# Day 28 of pregnancy



## Yoyishanti (Sep 6, 2011)

Today is the day 28 of my rabbit's pregnancy. I tried to provide a cardboard nesting box that I made by myself. She started to play with it and eat and destroy. I took it away. Please let me know if I should wait a day or too until she pulls off her hair or do I need to find a wooden or plastic nest box instead?


----------



## CCWelch (Sep 6, 2011)

I would definitely go with a wooden or plastic box for a nest, especially since she sees cardboard as a toy. You do not want to wait for her to pull hair to give her a nest box, she pay not pull hair until after the babies are born.


----------



## hillrise (Sep 7, 2011)

Cardboard doesn't make a very good nestbox anyway because the babies will be peeing in it and it will get soaked through quickly.

Definitely put a plastic--or better yet, wooden--box in there for her. I like wooden ones because they're heavier, so she's less likely to put it in a corner of the cage you don't want it in and/or flip it.

Make sure that the box is just BARELY bigger than her to discourage her from hanging out in it. Most feed stores have nestboxes, but usually only in sizes for medium-large rabbits (Californian/New Zealand size).


----------



## HappyFarmBunnies (Sep 7, 2011)

Definitely choose a wooden box, and put it in pronto.


----------



## Yoyishanti (Sep 7, 2011)

Thanks so much for the advices. She started collecting grass in her mouth I tried to introduce the same cardboard box(which is pretty big for her) she started Playing with it but less. I checked the petstores near me they just have plastic bungalo for small pets which doesn't have a bottom part and the whole would let the babies to crawl out. I want to go to the hardware store and purchase some good quality wooden blocks and nails and will built a nice nestbox by myself.


----------



## Yoyishanti (Sep 9, 2011)

It's day 31( I'm expecting her to have babies in the morning of day 32 since she was bred late night) and she's just collecting a lot of grass and papers in her mouth walking around and digging the corners of the cage. I don't see her collecting the grass in the nestbox. Should I worry?

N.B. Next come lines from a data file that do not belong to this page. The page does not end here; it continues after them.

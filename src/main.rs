mod coerce;
mod export;
mod ipc;
mod remote;
mod schema;
mod store;
mod view;

use std::io::{self, BufRead, Write};

use tracing_subscriber::EnvFilter;

fn main() {
    // Stdout carries IPC frames; diagnostics go to stderr.
    tracing_subscriber::fmt()
        .with_env_filter(EnvFilter::from_default_env())
        .with_writer(io::stderr)
        .init();

    let mut state = ipc::AppState::new();

    let stdin = io::stdin();
    let mut stdout = io::stdout();

    for line in stdin.lock().lines() {
        let line = match line {
            Ok(v) => v,
            Err(_) => break,
        };
        if line.trim().is_empty() {
            continue;
        }

        let req: ipc::Request = match serde_json::from_str(&line) {
            Ok(v) => v,
            Err(e) => {
                // Can't reply without id; ignore.
                let _ = writeln!(
                    stdout,
                    "{{\"ok\":false,\"error\":{{\"code\":\"bad_json\",\"message\":\"{}\"}}}}",
                    e
                );
                let _ = stdout.flush();
                continue;
            }
        };

        let resp = ipc::handle_request(&mut state, req);
        let _ = writeln!(
            stdout,
            "{}",
            serde_json::to_string(&resp).unwrap_or_else(|_| "{\"ok\":false}".to_string())
        );
        let _ = stdout.flush();
    }
}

I'm pretty sure she is pregnant but I'm worried she's not really nesting.


----------



## CCWelch (Sep 9, 2011)

I would not worry, if she has them outside of the nestbox you can move them into the nestbox.
If you have a WalMart or something like it nearby you could get a plastic food container (rectangle) with 2 to 3 inch sides or a plastic storage box for shoes with about a 4 to 4 inch side. I do not really like wood nest boxes but i use them. 
My reason for not liking wood is that if you have a litter that suddenly dies and you think it is a disease they are nearly impossible to completely disinfect without burning.


----------



## Yoyishanti (Sep 9, 2011)

I've purchased a straw nest box she goes inside a lot but I don't see her collecting the grass there. She collects the grass and newspaper in her mouth and walks around and rests keeping it in her mouth. I guess she's undecided where ti build the nest?


----------



## mistyjr (Sep 9, 2011)

you can also give her straw or and hay for building a nest with


----------



## Yoyishanti (Sep 11, 2011)

She's still walking around with her mouth full of grass. Day 32. Should I still keep the nestbox or it's most probably she's having just a false pregnancy?


----------



## Phoenix (Sep 11, 2011)

I wouldn't count her down for the count just yet.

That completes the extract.